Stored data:

◆ ◆ ◆

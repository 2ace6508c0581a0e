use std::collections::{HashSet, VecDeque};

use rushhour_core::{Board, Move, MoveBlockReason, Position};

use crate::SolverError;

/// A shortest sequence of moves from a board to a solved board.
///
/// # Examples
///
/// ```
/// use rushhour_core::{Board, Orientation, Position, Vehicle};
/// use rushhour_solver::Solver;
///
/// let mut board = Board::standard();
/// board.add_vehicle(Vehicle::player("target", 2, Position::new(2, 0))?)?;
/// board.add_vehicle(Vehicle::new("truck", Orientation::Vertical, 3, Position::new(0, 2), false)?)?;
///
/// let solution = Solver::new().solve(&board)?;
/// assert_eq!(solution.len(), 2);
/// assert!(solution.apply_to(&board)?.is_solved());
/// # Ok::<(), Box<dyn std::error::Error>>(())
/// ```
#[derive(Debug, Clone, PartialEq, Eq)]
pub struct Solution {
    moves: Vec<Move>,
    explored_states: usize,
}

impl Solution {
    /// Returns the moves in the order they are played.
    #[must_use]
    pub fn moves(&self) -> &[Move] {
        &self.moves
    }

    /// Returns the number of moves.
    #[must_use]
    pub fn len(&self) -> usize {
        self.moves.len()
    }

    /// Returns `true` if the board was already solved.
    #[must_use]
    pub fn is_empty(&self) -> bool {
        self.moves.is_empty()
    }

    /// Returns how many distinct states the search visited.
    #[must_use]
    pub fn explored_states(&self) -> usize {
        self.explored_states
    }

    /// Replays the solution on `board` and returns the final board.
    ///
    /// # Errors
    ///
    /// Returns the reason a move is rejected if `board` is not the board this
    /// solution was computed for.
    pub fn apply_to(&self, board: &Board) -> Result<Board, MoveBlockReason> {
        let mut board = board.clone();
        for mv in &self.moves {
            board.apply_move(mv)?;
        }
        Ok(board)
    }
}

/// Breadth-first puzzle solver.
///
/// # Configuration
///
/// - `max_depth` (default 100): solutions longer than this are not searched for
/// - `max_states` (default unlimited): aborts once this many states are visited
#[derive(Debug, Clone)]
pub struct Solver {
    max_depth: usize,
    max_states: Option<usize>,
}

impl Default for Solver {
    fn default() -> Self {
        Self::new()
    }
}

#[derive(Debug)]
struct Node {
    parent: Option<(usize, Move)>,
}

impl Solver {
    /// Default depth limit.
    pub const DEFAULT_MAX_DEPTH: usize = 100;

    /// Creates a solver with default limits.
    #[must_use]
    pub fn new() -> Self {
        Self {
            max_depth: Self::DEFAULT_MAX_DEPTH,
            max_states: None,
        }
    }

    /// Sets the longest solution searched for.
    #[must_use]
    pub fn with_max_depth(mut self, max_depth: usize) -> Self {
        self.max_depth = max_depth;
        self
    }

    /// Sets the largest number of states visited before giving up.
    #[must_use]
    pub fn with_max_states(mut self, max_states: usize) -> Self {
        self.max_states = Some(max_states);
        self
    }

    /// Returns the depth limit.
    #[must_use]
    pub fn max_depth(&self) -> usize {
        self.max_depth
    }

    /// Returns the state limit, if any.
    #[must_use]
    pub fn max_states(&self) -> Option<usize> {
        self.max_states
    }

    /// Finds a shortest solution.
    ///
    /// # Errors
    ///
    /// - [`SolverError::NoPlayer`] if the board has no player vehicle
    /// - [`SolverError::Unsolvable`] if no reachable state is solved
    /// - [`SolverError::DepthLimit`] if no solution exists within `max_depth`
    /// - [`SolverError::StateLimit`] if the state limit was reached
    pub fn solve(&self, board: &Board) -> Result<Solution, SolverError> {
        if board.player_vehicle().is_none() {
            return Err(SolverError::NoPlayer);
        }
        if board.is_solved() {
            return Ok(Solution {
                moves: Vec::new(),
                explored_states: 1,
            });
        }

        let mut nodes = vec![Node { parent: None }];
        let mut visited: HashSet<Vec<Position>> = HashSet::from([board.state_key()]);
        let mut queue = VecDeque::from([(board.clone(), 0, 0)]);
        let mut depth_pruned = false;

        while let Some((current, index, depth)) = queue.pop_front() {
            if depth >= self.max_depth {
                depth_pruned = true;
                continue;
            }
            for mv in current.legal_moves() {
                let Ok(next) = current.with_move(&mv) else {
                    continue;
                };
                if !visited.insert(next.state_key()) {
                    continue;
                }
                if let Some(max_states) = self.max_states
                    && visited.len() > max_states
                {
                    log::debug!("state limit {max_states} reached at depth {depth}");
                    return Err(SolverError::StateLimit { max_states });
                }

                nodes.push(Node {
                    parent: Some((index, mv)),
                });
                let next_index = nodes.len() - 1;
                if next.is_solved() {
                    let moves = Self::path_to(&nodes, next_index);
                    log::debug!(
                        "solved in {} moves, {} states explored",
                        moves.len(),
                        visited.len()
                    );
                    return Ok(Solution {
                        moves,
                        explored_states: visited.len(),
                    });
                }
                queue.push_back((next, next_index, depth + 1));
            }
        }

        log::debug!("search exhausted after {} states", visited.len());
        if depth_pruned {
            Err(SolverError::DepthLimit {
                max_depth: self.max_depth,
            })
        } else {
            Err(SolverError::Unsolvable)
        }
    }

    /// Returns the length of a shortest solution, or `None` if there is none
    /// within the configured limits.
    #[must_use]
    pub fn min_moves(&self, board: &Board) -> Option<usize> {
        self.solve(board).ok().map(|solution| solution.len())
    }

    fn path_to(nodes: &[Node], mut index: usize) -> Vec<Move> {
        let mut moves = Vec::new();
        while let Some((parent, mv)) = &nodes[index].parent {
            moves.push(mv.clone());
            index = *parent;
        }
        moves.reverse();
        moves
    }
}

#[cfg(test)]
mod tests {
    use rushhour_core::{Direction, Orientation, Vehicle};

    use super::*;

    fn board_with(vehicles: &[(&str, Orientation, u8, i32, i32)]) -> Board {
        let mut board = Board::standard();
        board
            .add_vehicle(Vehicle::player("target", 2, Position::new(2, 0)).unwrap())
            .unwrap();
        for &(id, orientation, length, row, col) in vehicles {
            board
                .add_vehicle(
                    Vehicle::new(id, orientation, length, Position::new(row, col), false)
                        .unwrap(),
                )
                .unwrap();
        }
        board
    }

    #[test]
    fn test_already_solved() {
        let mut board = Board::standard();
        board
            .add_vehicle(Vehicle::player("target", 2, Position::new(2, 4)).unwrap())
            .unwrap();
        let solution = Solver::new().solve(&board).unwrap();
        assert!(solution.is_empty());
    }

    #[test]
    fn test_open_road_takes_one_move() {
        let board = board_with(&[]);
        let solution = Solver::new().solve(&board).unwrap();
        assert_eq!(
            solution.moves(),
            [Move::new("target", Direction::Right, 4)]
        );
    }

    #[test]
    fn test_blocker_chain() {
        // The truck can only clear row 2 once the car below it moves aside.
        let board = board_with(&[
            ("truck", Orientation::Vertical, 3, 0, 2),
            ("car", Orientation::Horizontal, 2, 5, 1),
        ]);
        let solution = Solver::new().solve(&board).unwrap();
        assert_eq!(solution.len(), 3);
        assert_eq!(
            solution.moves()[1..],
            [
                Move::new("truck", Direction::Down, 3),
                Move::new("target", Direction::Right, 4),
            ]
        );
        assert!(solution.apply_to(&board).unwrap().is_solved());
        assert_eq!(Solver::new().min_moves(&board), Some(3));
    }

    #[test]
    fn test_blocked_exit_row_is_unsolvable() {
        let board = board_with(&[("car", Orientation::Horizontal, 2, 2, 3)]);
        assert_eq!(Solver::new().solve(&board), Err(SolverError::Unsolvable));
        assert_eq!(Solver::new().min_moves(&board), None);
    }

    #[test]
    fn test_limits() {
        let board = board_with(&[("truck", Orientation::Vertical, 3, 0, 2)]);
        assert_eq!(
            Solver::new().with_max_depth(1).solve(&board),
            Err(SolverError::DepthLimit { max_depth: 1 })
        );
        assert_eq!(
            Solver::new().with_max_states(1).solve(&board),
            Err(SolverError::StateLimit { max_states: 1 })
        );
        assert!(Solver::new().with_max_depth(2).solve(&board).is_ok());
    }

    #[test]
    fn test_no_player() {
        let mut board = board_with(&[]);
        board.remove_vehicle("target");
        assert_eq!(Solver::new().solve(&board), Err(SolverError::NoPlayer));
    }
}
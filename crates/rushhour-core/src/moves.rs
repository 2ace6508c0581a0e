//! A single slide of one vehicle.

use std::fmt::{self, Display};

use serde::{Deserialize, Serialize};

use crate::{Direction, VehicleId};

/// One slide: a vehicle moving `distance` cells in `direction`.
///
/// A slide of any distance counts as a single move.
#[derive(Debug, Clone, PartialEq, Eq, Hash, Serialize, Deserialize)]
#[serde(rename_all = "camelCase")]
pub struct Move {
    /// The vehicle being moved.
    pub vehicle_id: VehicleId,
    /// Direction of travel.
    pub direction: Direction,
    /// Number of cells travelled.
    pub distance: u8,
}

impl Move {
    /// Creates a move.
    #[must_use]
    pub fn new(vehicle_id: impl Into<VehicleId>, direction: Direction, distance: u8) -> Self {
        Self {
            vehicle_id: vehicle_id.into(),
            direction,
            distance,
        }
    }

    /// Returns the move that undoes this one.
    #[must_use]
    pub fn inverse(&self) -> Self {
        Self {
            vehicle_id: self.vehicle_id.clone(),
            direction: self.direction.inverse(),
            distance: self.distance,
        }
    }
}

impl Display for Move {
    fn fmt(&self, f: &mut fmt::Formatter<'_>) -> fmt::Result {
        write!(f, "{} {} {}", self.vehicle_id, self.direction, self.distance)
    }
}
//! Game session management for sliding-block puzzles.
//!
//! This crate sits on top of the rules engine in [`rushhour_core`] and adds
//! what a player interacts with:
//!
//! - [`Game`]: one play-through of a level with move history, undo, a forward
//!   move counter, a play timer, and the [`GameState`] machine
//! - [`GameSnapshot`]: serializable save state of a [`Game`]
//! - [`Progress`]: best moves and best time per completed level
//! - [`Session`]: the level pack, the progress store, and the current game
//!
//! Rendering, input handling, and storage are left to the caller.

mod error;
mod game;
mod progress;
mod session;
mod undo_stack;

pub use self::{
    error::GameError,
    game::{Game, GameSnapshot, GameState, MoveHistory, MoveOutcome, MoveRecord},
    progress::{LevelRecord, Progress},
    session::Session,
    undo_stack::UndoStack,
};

◆ ◆ ◆

Within the entries above, find the string "Result" and return each line that holds it.

    pub fn apply_to(&self, board: &Board) -> Result<Board, MoveBlockReason> {
    pub fn solve(&self, board: &Board) -> Result<Solution, SolverError> {
    fn fmt(&self, f: &mut fmt::Formatter<'_>) -> fmt::Result {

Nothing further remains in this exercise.